The moisture of the soil being the most important element in it for
tree growth, the greatest attention must be given to its conservation
and most advantageous distribution through the soil.

No trees grow to the best advantage in very dry or very wet soil,
although some can live and almost thrive in such unfavorable
situations. A moderately but evenly moist soil, porous and deep enough
or fissured enough to be well drained, and yet of such a structure that
the water supplies from the depths can readily be drawn up and become
available to the roots--that is the soil on which all trees grow most
thriftily.

The agriculturist procures this condition of the soil as far as
possible by plowing, drainage, and irrigation, and he tries by
cultivating to keep the soil from compacting again, as it does under
the influence of the beating rain and of the drying out of the upper
layers by sun and wind.

The forest grower can not rely upon such methods, because they are
either too expensive or entirely impracticable. He may, indeed, plow
for his first planting, and cultivate the young trees, but in a few
years this last operation will become impossible and the effects of the
first operation will be lost. He must, therefore, attain his object in
another manner, namely, by shading and mulching the soil. The shading
is done at first by planting very closely, so that the ground may be
protected as soon as possible from sun and wind, and by maintaining the
shade well throughout the period of growth. This shade is maintained,
if necessary, by more planting, and in case the main crop in later life
thins out inordinately in the crowns or tops, or by the accidental
death of trees, it may even become desirable to introduce an underbrush.
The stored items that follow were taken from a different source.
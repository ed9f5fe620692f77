//! A `nom`-based parser for the supported XPath 1.0 subset.

use super::ast::*;
use crate::error::XPathError;
use nom::{
    IResult, Parser,
    branch::alt,
    bytes::complete::{tag, take_while, take_while1},
    character::complete::{char, digit0, digit1, multispace0, satisfy},
    combinator::{map, map_res, not, opt, peek, recognize},
    multi::{many0, separated_list0},
    sequence::{delimited, pair, preceded, terminated},
};

pub fn parse_expression(input: &str) -> Result<Expression, XPathError> {
    match expression(input.trim()) {
        Ok(("", expr)) => Ok(expr),
        Ok((rem, _)) => Err(XPathError::XPathParse(
            input.to_string(),
            format!("unexpected trailing input '{}'", rem),
        )),
        Err(e) => Err(XPathError::XPathParse(input.to_string(), e.to_string())),
    }
}

// --- Combinators & Helpers ---

fn ws<'a, F, O, E>(inner: F) -> impl Parser<&'a str, Output = O, Error = E>
where
    F: Parser<&'a str, Output = O, Error = E>,
    E: nom::error::ParseError<&'a str>,
{
    delimited(multispace0, inner, multispace0)
}

fn is_name_char(c: char) -> bool {
    c.is_alphanumeric() || c == '_' || c == '-' || c == '.'
}

/// Matches an operator keyword such as `and` or `div`, refusing to split a
/// longer name like `android`.
fn keyword<'a>(word: &'static str) -> impl Parser<&'a str, Output = &'a str, Error = nom::error::Error<&'a str>> {
    terminated(tag(word), not(peek(satisfy(is_name_char))))
}

fn build_binary_expr_parser<'a, F, G>(
    sub_expr_parser: F,
    op_parser: G,
) -> impl FnMut(&'a str) -> IResult<&'a str, Expression>
where
    F: Parser<&'a str, Output = Expression, Error = nom::error::Error<&'a str>> + Clone,
    G: Parser<&'a str, Output = BinaryOperator, Error = nom::error::Error<&'a str>> + Clone,
{
    move |input: &str| {
        let (input, mut left) = sub_expr_parser.clone().parse(input)?;
        let (input, remainder) =
            many0(pair(ws(op_parser.clone()), sub_expr_parser.clone())).parse(input)?;

        for (op, right) in remainder {
            left = Expression::BinaryOp {
                left: Box::new(left),
                op,
                right: Box::new(right),
            };
        }
        Ok((input, left))
    }
}

// --- Expression Parsers (lowest precedence first) ---

fn expression(input: &str) -> IResult<&str, Expression> {
    build_binary_expr_parser(and_expr, or_op)(input)
}

fn or_op(input: &str) -> IResult<&str, BinaryOperator> {
    map(keyword("or"), |_| BinaryOperator::Or).parse(input)
}

fn and_op(input: &str) -> IResult<&str, BinaryOperator> {
    map(keyword("and"), |_| BinaryOperator::And).parse(input)
}

fn equality_op(input: &str) -> IResult<&str, BinaryOperator> {
    alt((
        map(tag("!="), |_| BinaryOperator::NotEquals),
        map(tag("="), |_| BinaryOperator::Equals),
    ))
    .parse(input)
}

fn relational_op(input: &str) -> IResult<&str, BinaryOperator> {
    alt((
        map(tag("<="), |_| BinaryOperator::LessThanOrEqual),
        map(tag(">="), |_| BinaryOperator::GreaterThanOrEqual),
        map(tag("<"), |_| BinaryOperator::LessThan),
        map(tag(">"), |_| BinaryOperator::GreaterThan),
    ))
    .parse(input)
}

fn additive_op(input: &str) -> IResult<&str, BinaryOperator> {
    alt((
        map(char('+'), |_| BinaryOperator::Plus),
        map(char('-'), |_| BinaryOperator::Minus),
    ))
    .parse(input)
}

fn multiplicative_op(input: &str) -> IResult<&str, BinaryOperator> {
    alt((
        map(char('*'), |_| BinaryOperator::Multiply),
        map(keyword("div"), |_| BinaryOperator::Divide),
        map(keyword("mod"), |_| BinaryOperator::Modulo),
    ))
    .parse(input)
}

fn union_op(input: &str) -> IResult<&str, BinaryOperator> {
    map(char('|'), |_| BinaryOperator::Union).parse(input)
}

fn and_expr(input: &str) -> IResult<&str, Expression> {
    build_binary_expr_parser(equality_expr, and_op)(input)
}

fn equality_expr(input: &str) -> IResult<&str, Expression> {
    build_binary_expr_parser(relational_expr, equality_op)(input)
}

fn relational_expr(input: &str) -> IResult<&str, Expression> {
    build_binary_expr_parser(additive_expr, relational_op)(input)
}

fn additive_expr(input: &str) -> IResult<&str, Expression> {
    build_binary_expr_parser(multiplicative_expr, additive_op)(input)
}

fn multiplicative_expr(input: &str) -> IResult<&str, Expression> {
    build_binary_expr_parser(unary_expr, multiplicative_op)(input)
}

fn unary_expr(input: &str) -> IResult<&str, Expression> {
    let (i, negated) = opt(ws(char('-'))).parse(input)?;
    if negated.is_some() {
        let (i, expr) = unary_expr(i)?;
        return Ok((i, Expression::Negate(Box::new(expr))));
    }
    union_expr(i)
}

fn union_expr(input: &str) -> IResult<&str, Expression> {
    build_binary_expr_parser(spaced_path_expr, union_op)(input)
}

fn spaced_path_expr(input: &str) -> IResult<&str, Expression> {
    ws(path_expr).parse(input)
}

/// Handles both plain location paths and paths that continue from a
/// primary expression, such as `(a | b)/c`.
fn path_expr(input: &str) -> IResult<&str, Expression> {
    // Primary first: `count(x)` must not be read as a step named `count`.
    let (i, start_expr) =
        alt((primary_expr, map(location_path, Expression::LocationPath))).parse(input)?;

    let (i, remainder) = many0(pair(alt((tag("//"), tag("/"))), step)).parse(i)?;
    if remainder.is_empty() {
        return Ok((i, start_expr));
    }

    let (start_point, is_absolute, mut steps) = match start_expr {
        Expression::LocationPath(lp) => (lp.start_point, lp.is_absolute, lp.steps),
        other => (Some(Box::new(other)), false, vec![]),
    };
    append_steps(&mut steps, remainder);

    Ok((
        i,
        Expression::LocationPath(LocationPath {
            start_point,
            is_absolute,
            steps,
        }),
    ))
}

fn append_steps(steps: &mut Vec<Step>, remainder: Vec<(&str, Step)>) {
    for (sep, next_step) in remainder {
        if sep == "//" {
            steps.push(Step::descendant_or_self());
        }
        steps.push(next_step);
    }
}

fn primary_expr(input: &str) -> IResult<&str, Expression> {
    alt((
        map(number_literal, Expression::Number),
        map(string_literal, Expression::Literal),
        function_call,
        delimited(ws(char('(')), expression, ws(char(')'))),
    ))
    .parse(input)
}

// --- Literal Parsers ---

fn number_literal(input: &str) -> IResult<&str, f64> {
    map_res(
        recognize(alt((
            recognize(pair(digit1, opt(pair(char('.'), digit0)))),
            recognize(pair(char('.'), digit1)),
        ))),
        str::parse::<f64>,
    )
    .parse(input)
}

fn string_literal(input: &str) -> IResult<&str, String> {
    map(
        alt((
            delimited(char('\''), take_while(|c| c != '\''), char('\'')),
            delimited(char('"'), take_while(|c| c != '"'), char('"')),
        )),
        |s: &str| s.to_string(),
    )
    .parse(input)
}

// --- Name and NodeTest Parsers ---

fn nc_name(input: &str) -> IResult<&str, &str> {
    recognize(pair(
        take_while1(|c: char| c.is_alphabetic() || c == '_'),
        take_while(is_name_char),
    ))
    .parse(input)
}

fn q_name(input: &str) -> IResult<&str, (Option<&str>, &str)> {
    alt((
        map(
            (nc_name, char(':'), nc_name),
            |(prefix, _, local)| (Some(prefix), local),
        ),
        map(nc_name, |local| (None, local)),
    ))
    .parse(input)
}

fn node_type_test(input: &str) -> IResult<&str, NodeTest> {
    map(
        terminated(
            alt((tag("text"), tag("node"))),
            pair(ws(char('(')), char(')')),
        ),
        |node_type: &str| match node_type {
            "text" => NodeTest::NodeType(NodeTypeTest::Text),
            _ => NodeTest::NodeType(NodeTypeTest::Node),
        },
    )
    .parse(input)
}

pub fn node_test(input: &str) -> IResult<&str, NodeTest> {
    alt((
        map(tag("*"), |_| NodeTest::Wildcard),
        node_type_test,
        map(terminated(nc_name, tag(":*")), |prefix| {
            NodeTest::NamespaceWildcard(NameTest::new(Some(prefix), "*"))
        }),
        map(q_name, |(prefix, local)| {
            NodeTest::Name(NameTest::new(prefix, local))
        }),
    ))
    .parse(input)
}

// --- Path Parsers ---

fn axis(input: &str) -> IResult<&str, Axis> {
    map(
        terminated(
            alt((
                tag("child"),
                tag("descendant-or-self"),
                tag("descendant"),
                tag("attribute"),
                tag("parent"),
                tag("ancestor-or-self"),
                tag("ancestor"),
                tag("self"),
                tag("following-sibling"),
                tag("preceding-sibling"),
            )),
            tag("::"),
        ),
        |axis_str: &str| match axis_str {
            "descendant-or-self" => Axis::DescendantOrSelf,
            "descendant" => Axis::Descendant,
            "attribute" => Axis::Attribute,
            "parent" => Axis::Parent,
            "ancestor-or-self" => Axis::AncestorOrSelf,
            "ancestor" => Axis::Ancestor,
            "self" => Axis::SelfAxis,
            "following-sibling" => Axis::FollowingSibling,
            "preceding-sibling" => Axis::PrecedingSibling,
            _ => Axis::Child,
        },
    )
    .parse(input)
}

fn predicate(input: &str) -> IResult<&str, Expression> {
    delimited(ws(char('[')), expression, ws(char(']'))).parse(input)
}

fn step(input: &str) -> IResult<&str, Step> {
    let any_node = || NodeTest::NodeType(NodeTypeTest::Node);
    let (i, (axis, node_test)) = alt((
        map(tag(".."), |_| (Axis::Parent, any_node())),
        map(tag("."), |_| (Axis::SelfAxis, any_node())),
        map(preceded(char('@'), node_test), |nt| (Axis::Attribute, nt)),
        map(pair(opt(axis), node_test), |(ax, nt)| {
            (ax.unwrap_or(Axis::Child), nt)
        }),
    ))
    .parse(input)?;
    let (i, predicates) = many0(predicate).parse(i)?;
    Ok((
        i,
        Step {
            axis,
            node_test,
            predicates,
        },
    ))
}

fn location_path(input: &str) -> IResult<&str, LocationPath> {
    let (i, is_absolute, mut steps) = if let Some(rem) = input.strip_prefix("//") {
        let (rem, first) = step(rem)?;
        (rem, true, vec![Step::descendant_or_self(), first])
    } else if let Some(rem) = input.strip_prefix('/') {
        match step(rem) {
            Ok((rem, first)) => (rem, true, vec![first]),
            // A bare "/" selects the root.
            Err(_) => (rem, true, vec![]),
        }
    } else {
        let (rem, first) = step(input)?;
        (rem, false, vec![first])
    };

    let (i, remainder) = many0(pair(alt((tag("//"), tag("/"))), step)).parse(i)?;
    append_steps(&mut steps, remainder);

    Ok((
        i,
        LocationPath {
            start_point: None,
            is_absolute,
            steps,
        },
    ))
}

// --- Function Call Parser ---

fn function_call(input: &str) -> IResult<&str, Expression> {
    let (i, (prefix, local)) = q_name(input)?;
    let (i, _) = peek(ws(char('('))).parse(i)?;

    // `text()` and `node()` are node tests, handled by the step parser.
    if prefix.is_none() && (local == "text" || local == "node") {
        return Err(nom::Err::Error(nom::error::Error::new(
            input,
            nom::error::ErrorKind::Verify,
        )));
    }

    let (i, args) = delimited(
        ws(char('(')),
        separated_list0(ws(char(',')), expression),
        ws(char(')')),
    )
    .parse(i)?;

    let name = match prefix {
        Some(p) => format!("{}:{}", p, local),
        None => local.to_string(),
    };
    Ok((i, Expression::FunctionCall { name, args }))
}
The mulching is done by allowing the fallen leaves and twigs to remain
and decay, and form a cover of rich mold or humus. This protective
cover permits the rain and snow waters to penetrate without at the same
time compacting the soil, keeping it granular and in best condition for
conducting water, and at the same time preventing evaporation at the
surface.

The soil moisture, therefore, is best maintained by proper soil cover,
which, however, is needful only in naturally dry soils. Wet soils,
although supporting tree growth, do not, if constantly wet, produce
satisfactory wood crops, the growth being very slow. Hence they must be
drained and their water level sunk below the depth of the root system.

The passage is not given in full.